We need to get beyond anecdotal reasoning about the weather and look at the proven global warming
WHO COULD possibly argue with common sense? Scientists are, however, wary of its limitations, and with good reason. Albert Einstein famously dismissed common sense as “the collection of prejudices acquired by the age 18”. For centuries, scientists have risked ridicule, ruin and worse when propounding theories that threatened established thought. The German geophysicist Alfred Wegener proposed the theory of continental drift in 1912. Common sense, however, tells us continents can’t just drift around. It took nearly half a century for this scientific fact to be widely accepted.
“Having before my eyes the Holy Gospel, which I touch with my hands, I abjure, curse and detest the error and the heresy of the movement of the Earth,” Galileo Galilei told the Roman Inquisition in 1634. It took the Vatican until 1994 to concede that yes, Galileo may have been on to something.
The germ theory of disease transmission proposed micro-organisms as the cause of many diseases. In 1847, Dr Ignaz Semmelweis observed that hand disinfection dramatically reduced maternal mortality rates in hospital, but many doctors were deeply offended at his assertion that by refusing to disinfect their hands, they themselves were the vectors of disease and so Semmelweis was pilloried. It was not until Louis Pasteur’s experiments that the germ theory was finally widely accepted.
However, resistance to scientific advances is nowhere more dogged than among non-scientists, especially those with fame in an unrelated field. Irish playwright George Bernard Shaw was, as late as 1911, able to dismiss germ theory as folly: “when great cities have thrown all their sewage into the open river, the water has sometimes been cleaner 20 miles below the city than 30 miles above it”. Many people died needlessly of typhus and cholera due to the persistence of views like Shaw’s and the weight they carried among the public and media.
From microbes to X-rays or atoms, none of these scientific breakthroughs could possibly have been adduced by intuition or common sense, for the obvious reason that all three are invisible to the naked eye. Similarly, tectonic shift, quantum mechanics and the theory of evolution could never have been figured out without the scientific method.
Evolution equipped humans to reason anecdotally. We depend on heuristics, or experience-based rule-of-thumb methods of problem solving, discovery and learning. These are useful in navigating our daily lives, but can actively block us from comprehending or accepting realities not amenable to our own first-hand experiences. The purpose of the scientific method, on the other hand, “is to make sure nature hasn’t misled you into thinking you know something you actually don’t know”, says author Robert Pirsig.

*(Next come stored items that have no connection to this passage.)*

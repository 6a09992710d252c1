use std::path::{Path, PathBuf};

use tracing::debug;

use super::models::ProjectConfig;
use super::Env;
use crate::analyzers::AnalyzerKind;
use crate::error::AnalysisError;

pub const PROJECT_FILENAME: &str = "project.json";
const GLOBAL_FILENAME: &str = ".transcript-analyzer.yaml";

/// Global YAML + `<project_dir>/project.json`, deep-merged, then validated.
/// The project file is required.
pub fn load_project(env: &dyn Env, project_dir: &Path) -> Result<ProjectConfig, AnalysisError> {
    let path = project_dir.join(PROJECT_FILENAME);
    if !path.exists() {
        return Err(AnalysisError::Config(format!(
            "{} not found in {}",
            PROJECT_FILENAME,
            project_dir.display()
        )));
    }
    load_file(env, &path)
}

/// Same merge as `load_project`, for an explicit config file path.
pub fn load_file(env: &dyn Env, path: &Path) -> Result<ProjectConfig, AnalysisError> {
    let global = load_raw_global(env)?;
    let project = load_raw(path)?;

    let merged = match global {
        Some(mut merged) => {
            overlay(&mut merged, project);
            merged
        }
        None => project,
    };

    finish(merged)
}

/// Built-in defaults with the global YAML applied, for ad-hoc single-file runs.
pub fn load_defaults(env: &dyn Env) -> Result<ProjectConfig, AnalysisError> {
    let mut merged = serde_json::to_value(ProjectConfig {
        project_name: "adhoc".into(),
        ..Default::default()
    })
    .map_err(|e| AnalysisError::Config(e.to_string()))?;

    if let Some(global) = load_raw_global(env)? {
        overlay(&mut merged, global);
    }
    finish(merged)
}

fn finish(merged: serde_json::Value) -> Result<ProjectConfig, AnalysisError> {
    let config: ProjectConfig = serde_json::from_value(merged)
        .map_err(|e| AnalysisError::Config(format!("invalid configuration: {e}")))?;
    validate(&config)?;
    Ok(config)
}

/// Global config file path (`$HOME/.transcript-analyzer.yaml`)
pub fn global_config_path(env: &dyn Env) -> Option<PathBuf> {
    let home = env.var("HOME").ok()?;
    Some(Path::new(&home).join(GLOBAL_FILENAME))
}

/// Global YAML as a raw value. Absent file is fine; a malformed one is not.
fn load_raw_global(env: &dyn Env) -> Result<Option<serde_json::Value>, AnalysisError> {
    let Some(path) = global_config_path(env) else {
        return Ok(None);
    };
    if !path.exists() {
        return Ok(None);
    }
    debug!("loading global config from {}", path.display());
    let content = std::fs::read_to_string(&path)?;
    let value: serde_json::Value = serde_yaml::from_str(&content).map_err(|e| {
        AnalysisError::Config(format!("malformed global config {}: {e}", path.display()))
    })?;
    // An empty YAML document parses to null
    Ok(if value.is_null() { None } else { Some(value) })
}

/// Config file → raw value (not a struct), so unspecified keys stay absent during merge.
fn load_raw(path: &Path) -> Result<serde_json::Value, AnalysisError> {
    let content = std::fs::read_to_string(path).map_err(|e| {
        AnalysisError::Config(format!("cannot read {}: {e}", path.display()))
    })?;
    serde_json::from_str(&content)
        .map_err(|e| AnalysisError::Config(format!("malformed {}: {e}", path.display())))
}

/// Lay `over` on top of `base` in place. Objects merge key by key, so a
/// project file that sets one lexicon list keeps every other default. Arrays
/// (word lists, topic categories, patterns) replace wholesale; `null` is "unset".
fn overlay(base: &mut serde_json::Value, over: serde_json::Value) {
    use serde_json::Value;

    match (base, over) {
        (_, Value::Null) => {}
        (Value::Object(b), Value::Object(o)) => {
            for (key, over_val) in o {
                overlay(b.entry(key).or_insert(Value::Null), over_val);
            }
        }
        (slot, over) => *slot = over,
    }
}

/// Range and reference checks that serde cannot express.
pub fn validate(config: &ProjectConfig) -> Result<(), AnalysisError> {
    let fail = |msg: String| Err(AnalysisError::Config(msg));
    let analysis = &config.analysis;

    if config.project_name.trim().is_empty() {
        return fail("project_name must not be empty".into());
    }
    if analysis.temporal.max_segments == Some(0) {
        return fail("analysis.temporal.max_segments must be at least 1".into());
    }
    if analysis.word_frequency.top_n == 0 {
        return fail("analysis.word_frequency.top_n must be at least 1".into());
    }
    let network = &analysis.concept_network;
    if network.top_n == 0 || network.max_edges == 0 || network.min_weight == 0 {
        return fail("analysis.concept_network values must be at least 1".into());
    }
    if analysis.contradictions.window == 0 {
        return fail("analysis.contradictions.window must be at least 1".into());
    }
    let jitter = analysis.scoring.jitter;
    if !(0.0..=1.0).contains(&jitter) {
        return fail(format!("analysis.scoring.jitter must be within [0, 1], got {jitter}"));
    }
    for name in &analysis.disabled_analyzers {
        if AnalyzerKind::from_name(name).is_none() {
            return fail(format!("unknown analyzer in disabled_analyzers: {name}"));
        }
    }
    for p in &analysis.contradictions.patterns {
        if p.pattern.trim().is_empty() {
            return fail(format!("contradiction pattern '{}' is empty", p.label));
        }
    }
    Ok(())
}

/// Write a config as pretty JSON.
pub fn save(path: &Path, config: &ProjectConfig) -> Result<(), AnalysisError> {
    let json = serde_json::to_string_pretty(config)
        .map_err(|e| AnalysisError::Config(e.to_string()))?;
    std::fs::write(path, json)?;
    Ok(())
}
mod helpers;

use helpers::Sandbox;
use predicates::prelude::*;

// ═══════════════════════════════════════════════
// 1. create / list
// ═══════════════════════════════════════════════

#[test]
fn create_then_list() {
    let sb = Sandbox::new();

    sb.cli()
        .args(["create", "piloto", "--description", "primeira rodada"])
        .assert()
        .success()
        .stdout(predicate::str::contains("created: piloto"));

    assert!(sb.project_dir("piloto").join("project.json").is_file());
    assert!(sb.project_dir("piloto").join("transcripts").is_dir());

    sb.cli()
        .arg("list")
        .assert()
        .success()
        .stdout(
            predicate::str::contains("piloto")
                .and(predicate::str::contains("primeira rodada"))
                .and(predicate::str::contains("[empty]")),
        );
}

#[test]
fn file_writes_are_logged_to_stderr() {
    let sb = Sandbox::new();
    sb.cli()
        .args(["create", "piloto"])
        .assert()
        .success()
        .stderr(predicate::str::contains("project created"));

    sb.write_transcript("piloto", "a.txt", "Eu gosto da escola. Foi bom.");
    sb.cli()
        .args(["-v", "analyze", "piloto", "--no-jitter"])
        .assert()
        .success()
        .stderr(
            predicate::str::contains("artifact written")
                .and(predicate::str::contains("report.md")),
        );
}

#[test]
fn list_without_projects_is_friendly() {
    let sb = Sandbox::new();
    sb.cli()
        .arg("list")
        .assert()
        .success()
        .stdout(predicate::str::contains("No projects"));
}

#[test]
fn create_duplicate_fails() {
    let sb = Sandbox::new();
    sb.cli().args(["create", "dup"]).assert().success();
    sb.cli()
        .args(["create", "dup"])
        .assert()
        .failure()
        .stderr(predicate::str::contains("already exists"));
}

#[test]
fn create_rejects_invalid_name() {
    let sb = Sandbox::new();
    sb.cli()
        .args(["create", "nome com espaço"])
        .assert()
        .failure()
        .stderr(predicate::str::contains("invalid project name"));
}

#[test]
fn projects_dir_flag_overrides_env() {
    let sb = Sandbox::new();
    let other = sb.home().join("elsewhere");
    sb.cli()
        .args(["--projects-dir", other.to_str().unwrap(), "create", "p"])
        .assert()
        .success();
    assert!(other.join("p").join("project.json").is_file());
    assert!(!sb.project_dir("p").exists());
}

// ═══════════════════════════════════════════════
// 2. analyze
// ═══════════════════════════════════════════════

#[test]
fn analyze_writes_outputs_per_transcript() {
    let sb = Sandbox::new();
    let dir = sb.project_with("escola", &["entrevista_escola.txt", "entrevista_trabalho.txt"]);

    sb.cli()
        .args(["analyze", "escola", "--no-jitter"])
        .assert()
        .success()
        .stdout(
            predicate::str::contains("2 file(s) processed, 0 failed")
                .and(predicate::str::contains("mean coherence")),
        );

    for stem in ["entrevista_escola", "entrevista_trabalho"] {
        let out = dir.join("output").join(stem);
        assert!(out.join("analysis.json").is_file());
        assert!(out.join("report.md").is_file());
        assert!(out.join("charts.txt").is_file());
    }

    let json = std::fs::read_to_string(dir.join("output/entrevista_escola/analysis.json")).unwrap();
    let value: serde_json::Value = serde_json::from_str(&json).unwrap();
    assert_eq!(value["filename"], "entrevista_escola.txt");
    assert!(value["global_metrics"]["thematic_coherence"].is_number());

    sb.cli()
        .arg("list")
        .assert()
        .success()
        .stdout(predicate::str::contains("[analysed]"));
}

#[test]
fn analyze_respects_output_toggles() {
    let sb = Sandbox::new();
    let dir = sb.project_with("p", &["entrevista_trabalho.txt"]);
    let config_path = dir.join("project.json");
    let mut config: serde_json::Value =
        serde_json::from_str(&std::fs::read_to_string(&config_path).unwrap()).unwrap();
    config["output"]["generate_visuals"] = serde_json::json!(false);
    config["output"]["generate_markdown"] = serde_json::json!(false);
    std::fs::write(&config_path, config.to_string()).unwrap();

    sb.cli().args(["analyze", "p"]).assert().success();

    let out = dir.join("output/entrevista_trabalho");
    assert!(out.join("analysis.json").is_file());
    assert!(!out.join("report.md").exists());
    assert!(!out.join("charts.txt").exists());
}

#[test]
fn analyze_json_format_is_an_array() {
    let sb = Sandbox::new();
    sb.project_with("p", &["entrevista_escola.txt"]);

    let output = sb
        .cli()
        .args(["analyze", "p", "--format", "json", "--seed", "7"])
        .output()
        .unwrap();
    assert!(output.status.success());

    let value: serde_json::Value = serde_json::from_slice(&output.stdout).unwrap();
    let items = value.as_array().unwrap();
    assert_eq!(items.len(), 1);
    assert!(items[0]["temporal_analysis"].as_array().unwrap().len() <= 5);
}

#[test]
fn empty_transcript_fails_run_but_others_succeed() {
    let sb = Sandbox::new();
    let dir = sb.project_with("p", &["entrevista_escola.txt"]);
    sb.write_transcript("p", "vazio.txt", "   \n\n  ");

    sb.cli()
        .args(["analyze", "p"])
        .assert()
        .code(1)
        .stdout(predicate::str::contains("FAIL  vazio.txt"))
        .stderr(predicate::str::contains("vazio.txt"));

    assert!(dir.join("output/entrevista_escola/analysis.json").is_file());
    assert!(!dir.join("output/vazio").exists());
}

#[test]
fn analyze_unknown_project_is_config_error() {
    let sb = Sandbox::new();
    sb.cli()
        .args(["analyze", "fantasma"])
        .assert()
        .failure()
        .stderr(predicate::str::contains("project not found"));
}

#[test]
fn broken_project_config_aborts_run() {
    let sb = Sandbox::new();
    let dir = sb.project_with("p", &["entrevista_escola.txt"]);
    std::fs::write(dir.join("project.json"), "{ broken").unwrap();

    sb.cli()
        .args(["analyze", "p"])
        .assert()
        .failure()
        .stderr(predicate::str::contains("configuration error"));
    assert!(!dir.join("output/entrevista_escola").exists());
}

// ═══════════════════════════════════════════════
// 3. analyze-file
// ═══════════════════════════════════════════════

#[test]
fn analyze_file_prints_json() {
    let sb = Sandbox::new();
    let output = sb
        .cli()
        .args(["analyze-file", "--no-jitter"])
        .arg(helpers::fixture_path("entrevista_trabalho.txt"))
        .output()
        .unwrap();
    assert!(output.status.success());

    let value: serde_json::Value = serde_json::from_slice(&output.stdout).unwrap();
    assert_eq!(value["filename"], "entrevista_trabalho.txt");
    assert!(value["word_frequencies"].as_array().unwrap().len() <= 50);
}

#[test]
fn analyze_file_markdown_with_config() {
    let sb = Sandbox::new();
    let cfg = sb.home().join("cfg.json");
    std::fs::write(
        &cfg,
        r#"{"project_name": "adhoc", "analysis": {"disabled_analyzers": ["contradiction_detection"]}}"#,
    )
    .unwrap();

    sb.cli()
        .args(["analyze-file", "--format", "markdown", "--config"])
        .arg(&cfg)
        .arg(helpers::fixture_path("entrevista_escola.txt"))
        .assert()
        .success()
        .stdout(
            predicate::str::contains("# Transcript analysis: entrevista_escola.txt")
                .and(predicate::str::contains("## Global metrics"))
                .and(predicate::str::contains("None detected.")),
        );
}

#[test]
fn analyze_file_missing_input_fails() {
    let sb = Sandbox::new();
    sb.cli()
        .args(["analyze-file", "/nonexistent/entrevista.txt"])
        .assert()
        .failure()
        .stderr(predicate::str::contains("input error"));
}

// ═══════════════════════════════════════════════
// 4. compare / analyzers
// ═══════════════════════════════════════════════

#[test]
fn compare_two_projects() {
    let sb = Sandbox::new();
    sb.project_with("a", &["entrevista_escola.txt"]);
    sb.project_with("b", &["entrevista_trabalho.txt", "entrevista_escola.txt"]);

    sb.cli()
        .args(["compare", "a", "b", "--no-jitter"])
        .assert()
        .success()
        .stdout(
            predicate::str::contains("Compared 2 projects, 3 file(s)")
                .and(predicate::str::contains("Common themes: escola")),
        );
}

#[test]
fn compare_json_report() {
    let sb = Sandbox::new();
    sb.project_with("a", &["entrevista_escola.txt"]);
    sb.project_with("b", &["entrevista_trabalho.txt"]);

    let output = sb
        .cli()
        .args(["compare", "a", "b", "--format", "json", "--no-jitter"])
        .output()
        .unwrap();
    assert!(output.status.success());

    let value: serde_json::Value = serde_json::from_slice(&output.stdout).unwrap();
    assert_eq!(value["projects_compared"], 2);
    assert_eq!(value["projects"].as_array().unwrap().len(), 2);
}

#[test]
fn compare_reports_failed_transcripts_and_exits_nonzero() {
    let sb = Sandbox::new();
    sb.project_with("a", &["entrevista_escola.txt"]);
    sb.project_with("b", &["entrevista_trabalho.txt"]);
    sb.write_transcript("b", "vazio.txt", "   \n\n  ");

    sb.cli()
        .args(["compare", "a", "b", "--no-jitter"])
        .assert()
        .code(1)
        .stdout(
            predicate::str::contains("Compared 2 projects, 2 file(s)")
                .and(predicate::str::contains("1 file(s) failed:"))
                .and(predicate::str::contains("FAIL  b/vazio.txt")),
        );

    let output = sb
        .cli()
        .args(["compare", "a", "b", "--format", "json", "--no-jitter"])
        .output()
        .unwrap();
    assert_eq!(output.status.code(), Some(1));
    let value: serde_json::Value = serde_json::from_slice(&output.stdout).unwrap();
    assert_eq!(value["failures"][0]["file"], "vazio.txt");
    assert_eq!(value["projects"][1]["failed_files"], 1);
}

#[test]
fn compare_needs_two_projects() {
    let sb = Sandbox::new();
    sb.project_with("a", &["entrevista_escola.txt"]);
    sb.cli().args(["compare", "a"]).assert().failure();
}

#[test]
fn analyzers_lists_registry() {
    let sb = Sandbox::new();
    sb.cli()
        .arg("analyzers")
        .assert()
        .success()
        .stdout(
            predicate::str::contains("word_frequency")
                .and(predicate::str::contains("contradiction_detection")),
        );
}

The recent extended cold snap has led to a fevered outbreak of anecdotal reasoning, and not just among the general public. “Global cooling” was the headline on a leader in this newspaper last week. Ireland and much of Europe has been unusually cold, but crucially, is this a “global” phenomenon?
The World Meteorological Organisation (WMO) last month declared the decade 2000-2009 as the warmest since accurate instrumental records began in the 19th century. The continental US experienced an unusually cold 2009, leading to intense media speculation about “global cooling”. The US, however, accounts for less than 2 per cent of the surface area of the planet.
The WMO says 2009 was probably the fifth warmest year since records began, which means that 10 of the warmest years globally have occurred in the last 13 years. Australia’s Bureau of Meteorology said 2009 would be remembered for “extreme bushfires, dust- storms, lingering rainfall deficiencies, areas of flooding and record-breaking heatwaves”.
And, even our recent freeze has been more complex than the media caricature. Goose Bay in Newfoundland has an average January temperature of -23 degrees. This month, it’s been about zero – warmer than much of Ireland. Oymyakon in eastern Siberia is probably the coldest inhabited place on Earth, but this month, its temperatures are up 10 degrees to a balmy -35.
Large parts of northern Canada and much of southwest Asia are also well above January averages. Long-term trends are more revealing. In the 50 years since 1949, Alaska’s mean winter temperature has risen by 3.3 degrees. Taken together, these wide variations point to an increasingly restive climate system, where the abnormal is becoming the new norm.
The phenomenon driving the current freeze is known as the Arctic Oscillation, with a region of high pressure over the Arctic pushing down bitterly cold air over northern Europe and some of Asia. The reason the cold snap persisted was as a result of a “blocking anti-cyclone”, a static high-pressure area over Greenland, which kept our usual milder, wetter Atlantic weather systems at bay.
The northern hemisphere freeze is “essentially a series of weather events happening simultaneously, well below the climate scale”, said the chief of the US National Climatic Data Centre. Ocean surface temperatures hugely influence global weather from year to year. The El Niño and La Niña phenomena occur over five- to nine-year cycles and can have dramatic, if short-lived, effects on weather patterns.
To the unwary or prejudiced, these weather events can obscure the underlying warming trend. Weather, in short, is not climate. That is, or should be, only common sense.